+++ Data section
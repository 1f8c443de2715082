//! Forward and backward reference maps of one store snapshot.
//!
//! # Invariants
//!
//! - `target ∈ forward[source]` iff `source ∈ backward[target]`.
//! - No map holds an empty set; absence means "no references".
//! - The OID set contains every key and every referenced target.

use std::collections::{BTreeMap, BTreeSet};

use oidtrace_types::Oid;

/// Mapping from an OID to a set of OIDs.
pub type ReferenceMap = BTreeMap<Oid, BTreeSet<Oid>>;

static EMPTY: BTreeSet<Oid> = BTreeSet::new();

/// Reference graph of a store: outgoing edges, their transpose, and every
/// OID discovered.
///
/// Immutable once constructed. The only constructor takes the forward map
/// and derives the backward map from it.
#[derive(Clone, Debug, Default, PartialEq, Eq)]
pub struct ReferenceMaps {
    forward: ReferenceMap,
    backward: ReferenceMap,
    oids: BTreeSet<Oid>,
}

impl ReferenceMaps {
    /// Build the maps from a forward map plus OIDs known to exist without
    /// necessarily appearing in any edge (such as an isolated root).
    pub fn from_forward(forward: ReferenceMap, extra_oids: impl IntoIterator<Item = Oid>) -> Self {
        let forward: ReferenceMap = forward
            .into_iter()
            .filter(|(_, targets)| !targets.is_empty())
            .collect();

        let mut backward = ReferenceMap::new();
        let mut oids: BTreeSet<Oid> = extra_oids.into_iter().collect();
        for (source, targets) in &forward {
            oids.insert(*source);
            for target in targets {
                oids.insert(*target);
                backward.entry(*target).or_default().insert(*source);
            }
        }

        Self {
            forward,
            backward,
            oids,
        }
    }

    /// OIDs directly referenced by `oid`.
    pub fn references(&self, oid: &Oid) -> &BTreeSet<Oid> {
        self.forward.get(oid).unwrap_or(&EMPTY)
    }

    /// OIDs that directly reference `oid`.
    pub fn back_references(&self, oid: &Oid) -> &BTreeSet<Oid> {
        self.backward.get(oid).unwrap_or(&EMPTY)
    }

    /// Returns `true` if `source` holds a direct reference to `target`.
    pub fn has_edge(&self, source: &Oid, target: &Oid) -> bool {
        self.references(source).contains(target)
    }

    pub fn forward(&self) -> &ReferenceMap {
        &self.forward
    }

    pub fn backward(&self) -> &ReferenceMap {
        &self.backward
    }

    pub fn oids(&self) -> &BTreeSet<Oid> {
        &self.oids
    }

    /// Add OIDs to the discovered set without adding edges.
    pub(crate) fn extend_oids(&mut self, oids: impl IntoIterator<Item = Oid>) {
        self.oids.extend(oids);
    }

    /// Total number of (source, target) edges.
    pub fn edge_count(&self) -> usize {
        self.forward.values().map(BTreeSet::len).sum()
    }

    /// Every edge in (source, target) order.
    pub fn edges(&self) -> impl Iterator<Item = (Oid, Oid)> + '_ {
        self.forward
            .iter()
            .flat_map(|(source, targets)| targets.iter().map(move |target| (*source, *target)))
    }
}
++++++
+++ Data section
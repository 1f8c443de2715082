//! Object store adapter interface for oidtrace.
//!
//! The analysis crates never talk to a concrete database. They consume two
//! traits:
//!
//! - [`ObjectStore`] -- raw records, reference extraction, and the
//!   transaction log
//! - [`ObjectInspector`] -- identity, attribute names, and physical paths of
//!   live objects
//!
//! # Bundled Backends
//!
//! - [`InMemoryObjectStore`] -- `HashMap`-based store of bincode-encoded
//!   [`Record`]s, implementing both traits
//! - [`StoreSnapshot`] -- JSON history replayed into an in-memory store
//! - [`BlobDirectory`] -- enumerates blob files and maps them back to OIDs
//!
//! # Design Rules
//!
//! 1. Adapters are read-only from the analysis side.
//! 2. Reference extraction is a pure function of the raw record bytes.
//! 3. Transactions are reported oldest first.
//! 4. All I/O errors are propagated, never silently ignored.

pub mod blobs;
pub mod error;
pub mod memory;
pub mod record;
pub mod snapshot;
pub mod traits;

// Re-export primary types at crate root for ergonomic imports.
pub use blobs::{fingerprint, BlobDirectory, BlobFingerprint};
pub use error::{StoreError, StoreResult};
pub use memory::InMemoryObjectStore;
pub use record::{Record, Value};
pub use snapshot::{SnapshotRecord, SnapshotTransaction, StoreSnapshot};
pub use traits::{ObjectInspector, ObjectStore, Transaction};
++++++
+++ Data section
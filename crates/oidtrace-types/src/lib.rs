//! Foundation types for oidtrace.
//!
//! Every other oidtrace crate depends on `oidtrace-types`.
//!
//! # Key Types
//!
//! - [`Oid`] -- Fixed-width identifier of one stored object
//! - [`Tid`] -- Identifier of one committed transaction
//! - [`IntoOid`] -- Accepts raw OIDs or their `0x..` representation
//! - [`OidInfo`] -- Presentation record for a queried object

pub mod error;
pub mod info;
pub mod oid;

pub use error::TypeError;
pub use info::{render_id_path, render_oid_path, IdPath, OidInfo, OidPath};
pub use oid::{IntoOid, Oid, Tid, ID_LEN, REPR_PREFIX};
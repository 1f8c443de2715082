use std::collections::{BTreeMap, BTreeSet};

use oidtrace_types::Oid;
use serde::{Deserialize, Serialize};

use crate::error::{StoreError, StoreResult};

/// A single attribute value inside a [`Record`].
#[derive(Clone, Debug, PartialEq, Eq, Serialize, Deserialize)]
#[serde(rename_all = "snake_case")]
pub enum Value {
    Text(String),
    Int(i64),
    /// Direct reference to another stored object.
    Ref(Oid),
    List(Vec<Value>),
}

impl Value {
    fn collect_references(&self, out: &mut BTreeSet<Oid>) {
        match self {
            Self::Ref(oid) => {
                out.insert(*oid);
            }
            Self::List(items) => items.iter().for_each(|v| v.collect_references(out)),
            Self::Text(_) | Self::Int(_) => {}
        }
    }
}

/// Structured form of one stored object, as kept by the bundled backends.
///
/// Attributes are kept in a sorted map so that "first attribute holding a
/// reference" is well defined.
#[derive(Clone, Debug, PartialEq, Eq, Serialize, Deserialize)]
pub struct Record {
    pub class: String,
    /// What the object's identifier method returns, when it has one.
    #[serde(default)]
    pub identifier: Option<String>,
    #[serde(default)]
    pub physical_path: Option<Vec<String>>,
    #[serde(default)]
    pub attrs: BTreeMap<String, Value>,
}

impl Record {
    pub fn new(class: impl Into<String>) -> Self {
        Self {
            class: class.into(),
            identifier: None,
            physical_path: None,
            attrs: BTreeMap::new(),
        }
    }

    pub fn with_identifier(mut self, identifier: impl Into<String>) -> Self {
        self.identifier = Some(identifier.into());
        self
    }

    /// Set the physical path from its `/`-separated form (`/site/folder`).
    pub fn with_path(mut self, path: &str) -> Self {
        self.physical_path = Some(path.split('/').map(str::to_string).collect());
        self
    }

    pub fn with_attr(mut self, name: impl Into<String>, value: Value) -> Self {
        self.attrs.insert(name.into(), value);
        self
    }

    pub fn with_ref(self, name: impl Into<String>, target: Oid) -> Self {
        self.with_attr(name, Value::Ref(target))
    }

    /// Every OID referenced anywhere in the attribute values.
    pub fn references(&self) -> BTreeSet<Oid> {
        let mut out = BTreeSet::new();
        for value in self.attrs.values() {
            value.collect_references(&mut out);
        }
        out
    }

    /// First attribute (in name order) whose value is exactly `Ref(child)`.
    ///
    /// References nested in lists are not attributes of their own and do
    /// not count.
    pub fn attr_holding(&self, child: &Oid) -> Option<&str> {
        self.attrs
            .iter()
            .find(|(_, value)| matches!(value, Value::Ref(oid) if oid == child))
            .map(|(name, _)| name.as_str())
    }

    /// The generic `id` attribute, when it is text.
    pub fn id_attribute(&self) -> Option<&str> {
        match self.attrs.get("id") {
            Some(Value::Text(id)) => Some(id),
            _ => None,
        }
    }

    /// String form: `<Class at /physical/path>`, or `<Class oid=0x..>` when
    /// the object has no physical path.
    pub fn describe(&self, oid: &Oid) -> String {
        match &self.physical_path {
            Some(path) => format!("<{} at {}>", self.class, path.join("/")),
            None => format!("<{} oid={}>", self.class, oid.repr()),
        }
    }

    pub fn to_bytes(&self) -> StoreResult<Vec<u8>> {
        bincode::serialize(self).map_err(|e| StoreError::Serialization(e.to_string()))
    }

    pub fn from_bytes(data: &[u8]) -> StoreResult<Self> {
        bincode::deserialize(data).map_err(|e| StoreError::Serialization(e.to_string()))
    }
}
++++++
• _Work to be completed_:
Write out only the lines that run from the line containing "filename crates/oidtrace-types/src/lib.rs" through the line containing "pub fn with_identifier(mut", both included, exactly as they appear above.

• _Task answer_:
filename crates/oidtrace-types/src/lib.rs
//! Foundation types for oidtrace.
//!
//! Every other oidtrace crate depends on `oidtrace-types`.
//!
//! # Key Types
//!
//! - [`Oid`] -- Fixed-width identifier of one stored object
//! - [`Tid`] -- Identifier of one committed transaction
//! - [`IntoOid`] -- Accepts raw OIDs or their `0x..` representation
//! - [`OidInfo`] -- Presentation record for a queried object

pub mod error;
pub mod info;
pub mod oid;

pub use error::TypeError;
pub use info::{render_id_path, render_oid_path, IdPath, OidInfo, OidPath};
pub use oid::{IntoOid, Oid, Tid, ID_LEN, REPR_PREFIX};
repository 1f8c443de2715082
use std::collections::{BTreeMap, BTreeSet};

use oidtrace_types::Oid;
use serde::{Deserialize, Serialize};

use crate::error::{StoreError, StoreResult};

/// A single attribute value inside a [`Record`].
#[derive(Clone, Debug, PartialEq, Eq, Serialize, Deserialize)]
#[serde(rename_all = "snake_case")]
pub enum Value {
    Text(String),
    Int(i64),
    /// Direct reference to another stored object.
    Ref(Oid),
    List(Vec<Value>),
}

impl Value {
    fn collect_references(&self, out: &mut BTreeSet<Oid>) {
        match self {
            Self::Ref(oid) => {
                out.insert(*oid);
            }
            Self::List(items) => items.iter().for_each(|v| v.collect_references(out)),
            Self::Text(_) | Self::Int(_) => {}
        }
    }
}

/// Structured form of one stored object, as kept by the bundled backends.
///
/// Attributes are kept in a sorted map so that "first attribute holding a
/// reference" is well defined.
#[derive(Clone, Debug, PartialEq, Eq, Serialize, Deserialize)]
pub struct Record {
    pub class: String,
    /// What the object's identifier method returns, when it has one.
    #[serde(default)]
    pub identifier: Option<String>,
    #[serde(default)]
    pub physical_path: Option<Vec<String>>,
    #[serde(default)]
    pub attrs: BTreeMap<String, Value>,
}

impl Record {
    pub fn new(class: impl Into<String>) -> Self {
        Self {
            class: class.into(),
            identifier: None,
            physical_path: None,
            attrs: BTreeMap::new(),
        }
    }

    pub fn with_identifier(mut self, identifier: impl Into<String>) -> Self {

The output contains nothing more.